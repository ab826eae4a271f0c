// Domain layer: batch/verification models and the ports the core depends on.

pub mod model;
pub mod ports;
use crate::domain::model::RunSummary;
use crate::domain::ports::Pipeline;
use crate::utils::error::Result;

#[derive(Debug, Clone)]
pub struct RunReport {
    pub output_path: String,
    pub summary: RunSummary,
}

/// Drives a pipeline through extract, transform and load.
pub struct BatchEngine<P: Pipeline> {
    pipeline: P,
}

impl<P: Pipeline> BatchEngine<P> {
    pub fn new(pipeline: P) -> Self {
        Self { pipeline }
    }

    pub fn pipeline(&self) -> &P {
        &self.pipeline
    }

    pub async fn run(&self) -> Result<RunReport> {
        tracing::info!("📥 Reading upload...");
        let batch = self.pipeline.extract().await?;
        tracing::info!("📥 Read {} rows", batch.records.len());

        tracing::info!("🔍 Verifying rows...");
        let outcome = self.pipeline.transform(batch).await?;
        let summary = outcome.summary.clone();
        tracing::info!(
            verified = summary.verified_rows,
            failed = summary.failed_rows,
            expanded = summary.expanded_rows,
            cache_hits = summary.cache_hits,
            "🔍 Verified {} rows in {} ms",
            summary.total_rows,
            summary.duration_ms
        );

        tracing::info!("💾 Writing results...");
        let output_path = self.pipeline.load(outcome).await?;
        tracing::info!("💾 Output saved to: {}", output_path);

        Ok(RunReport {
            output_path,
            summary,
        })
    }
}
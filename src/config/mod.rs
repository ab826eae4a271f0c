#[cfg(feature = "cli")]
pub mod cli;
pub mod toml_config;

#[cfg(feature = "cli")]
pub use cli::CliArgs;
pub use toml_config::VerifyConfig;
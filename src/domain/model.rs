use chrono::{DateTime, Utc};
use serde::{Deserialize, Serialize};
use std::collections::{BTreeMap, HashMap};

pub const SERIAL_COLUMN: &str = "sno";
pub const SUB_SERIAL_COLUMN: &str = "subsno";
pub const VALID_COLUMN: &str = "valid";
pub const MESSAGE_COLUMN: &str = "message";

pub const MSG_SERIAL_MISSING: &str = "Serial number is missing.";
pub const MSG_NO_DATA: &str = "No data returned from API.";
pub const MSG_AUTH_MISSING: &str = "API credentials are missing.";
pub const MSG_FAILED_TO_INITIATE: &str = "Failed to initiate verification.";
pub const MSG_TIMED_OUT: &str = "Search did not complete in time.";
pub const MSG_ASYNC_ERRORED: &str = "An error occurred during verification.";
pub const MSG_VERIFIED: &str = "Verification completed.";

/// One row of the uploaded file.
#[derive(Debug, Clone, PartialEq, Eq)]
pub struct InputRecord {
    pub index: usize,
    pub serial: String,
    pub fields: HashMap<String, String>,
}

impl InputRecord {
    pub fn value(&self, column: &str) -> &str {
        self.fields.get(column).map(String::as_str).unwrap_or("")
    }
}

/// Parsed upload; `columns` keeps the header order of the file.
#[derive(Debug, Clone, Default)]
pub struct InputBatch {
    pub columns: Vec<String>,
    pub records: Vec<InputRecord>,
}

#[derive(Debug, Clone, PartialEq, Eq, Hash)]
pub struct LookupKey {
    pub values: Vec<(String, String)>,
}

impl LookupKey {
    pub fn get(&self, column: &str) -> Option<&str> {
        self.values
            .iter()
            .find(|(name, _)| name == column)
            .map(|(_, value)| value.as_str())
    }

    /// Human readable form for logs, e.g. `pan=ABCDE1234F`.
    pub fn describe(&self) -> String {
        self.values
            .iter()
            .map(|(name, value)| format!("{}={}", name, value))
            .collect::<Vec<_>>()
            .join(", ")
    }
}

#[derive(Debug, Clone, Copy, PartialEq, Eq, Hash, PartialOrd, Ord, Serialize, Deserialize)]
#[serde(rename_all = "snake_case")]
pub enum FailureKind {
    InputMissing,
    AuthMissing,
    TransportFailure,
    NoDataReturned,
    SubmissionFailed,
    AsyncTimedOut,
    AsyncErrored,
}

impl FailureKind {
    pub fn as_str(&self) -> &'static str {
        match self {
            Self::InputMissing => "input_missing",
            Self::AuthMissing => "auth_missing",
            Self::TransportFailure => "transport_failure",
            Self::NoDataReturned => "no_data_returned",
            Self::SubmissionFailed => "submission_failed",
            Self::AsyncTimedOut => "async_timed_out",
            Self::AsyncErrored => "async_errored",
        }
    }
}

/// Outcome of one external verification. Never mutated after creation.
#[derive(Debug, Clone, PartialEq, Serialize)]
pub struct VerificationResult {
    pub success: bool,
    pub payload: serde_json::Value,
    pub message: String,
    pub failure: Option<FailureKind>,
}

impl VerificationResult {
    pub fn succeeded(payload: serde_json::Value) -> Self {
        Self {
            success: true,
            payload,
            message: MSG_VERIFIED.to_string(),
            failure: None,
        }
    }

    pub fn failed(kind: FailureKind, message: impl Into<String>) -> Self {
        Self {
            success: false,
            payload: serde_json::Value::Null,
            message: message.into(),
            failure: Some(kind),
        }
    }

    pub fn is_failure(&self, kind: FailureKind) -> bool {
        self.failure == Some(kind)
    }
}

#[derive(Debug, Clone, Copy, PartialEq, Eq, Serialize, Deserialize)]
#[serde(rename_all = "SCREAMING_SNAKE_CASE")]
pub enum JobStatus {
    Pending,
    Completed,
    Errored,
    TimedOut,
}

impl JobStatus {
    /// Maps the remote `status` field; anything unrecognised is still pending.
    pub fn from_remote(status: Option<&str>) -> Self {
        match status {
            Some("COMPLETED") => Self::Completed,
            Some("ERRORED") => Self::Errored,
            _ => Self::Pending,
        }
    }

    pub fn is_terminal(&self) -> bool {
        !matches!(self, Self::Pending)
    }
}

/// A submitted verification waiting on the remote side.
#[derive(Debug, Clone, Serialize)]
pub struct AsyncJob {
    pub job_id: String,
    pub submitted_at: DateTime<Utc>,
    pub status: JobStatus,
    pub attempts: u32,
}

impl AsyncJob {
    pub fn new(job_id: impl Into<String>) -> Self {
        Self {
            job_id: job_id.into(),
            submitted_at: Utc::now(),
            status: JobStatus::Pending,
            attempts: 0,
        }
    }

    /// Records one status poll. Terminal jobs ignore further transitions.
    pub fn record_poll(&mut self, observed: JobStatus) -> JobStatus {
        if self.status.is_terminal() {
            return self.status;
        }
        self.attempts += 1;
        self.status = observed;
        self.status
    }

    pub fn time_out(&mut self) {
        if !self.status.is_terminal() {
            self.status = JobStatus::TimedOut;
        }
    }
}

/// Path → rendered scalar, in insertion order.
#[derive(Debug, Clone, Default, PartialEq, Eq)]
pub struct FlattenedRow {
    entries: Vec<(String, String)>,
}

impl FlattenedRow {
    pub fn new() -> Self {
        Self::default()
    }

    /// Later inserts for an existing key overwrite the value in place.
    pub fn insert(&mut self, key: impl Into<String>, value: impl Into<String>) {
        let key = key.into();
        let value = value.into();
        match self.entries.iter_mut().find(|(k, _)| *k == key) {
            Some(entry) => entry.1 = value,
            None => self.entries.push((key, value)),
        }
    }

    pub fn get(&self, key: &str) -> Option<&str> {
        self.entries
            .iter()
            .find(|(k, _)| k == key)
            .map(|(_, v)| v.as_str())
    }

    pub fn keys(&self) -> impl Iterator<Item = &str> {
        self.entries.iter().map(|(k, _)| k.as_str())
    }

    pub fn iter(&self) -> impl Iterator<Item = (&str, &str)> {
        self.entries.iter().map(|(k, v)| (k.as_str(), v.as_str()))
    }

    pub fn len(&self) -> usize {
        self.entries.len()
    }

    pub fn is_empty(&self) -> bool {
        self.entries.is_empty()
    }
}

/// One element of a list-valued field, linked back to its parent row.
#[derive(Debug, Clone, PartialEq, Eq)]
pub struct ExpandedRow {
    pub serial: String,
    pub join_values: Vec<String>,
    pub sub_serial: usize,
    pub fields: FlattenedRow,
}

/// Verification outcome for one input row.
#[derive(Debug, Clone)]
pub struct RowOutcome {
    pub index: usize,
    pub serial: String,
    pub result: VerificationResult,
}

#[derive(Debug, Clone, Default, PartialEq, Eq)]
pub struct OutputTable {
    pub columns: Vec<String>,
    pub rows: Vec<Vec<String>>,
}

impl OutputTable {
    pub fn column_index(&self, name: &str) -> Option<usize> {
        self.columns.iter().position(|c| c == name)
    }

    pub fn cell(&self, row: usize, column: &str) -> Option<&str> {
        let idx = self.column_index(column)?;
        self.rows.get(row)?.get(idx).map(String::as_str)
    }
}

#[derive(Debug, Clone, Default, Serialize)]
pub struct RunSummary {
    pub endpoint: String,
    pub total_rows: usize,
    pub verified_rows: usize,
    pub failed_rows: usize,
    pub expanded_rows: usize,
    pub failures: BTreeMap<String, usize>,
    pub cache_hits: u64,
    pub cache_misses: u64,
    pub duration_ms: u64,
}

/// Everything the load stage needs to write a run's results.
#[derive(Debug, Clone)]
pub struct BatchOutcome {
    pub table: OutputTable,
    pub outcomes: Vec<RowOutcome>,
    pub expanded: Vec<ExpandedRow>,
    pub summary: RunSummary,
}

Exercise instructions —
Across the records, how many lines contain "RunSummary"? Only the number should be given.

Result of this exercise —
4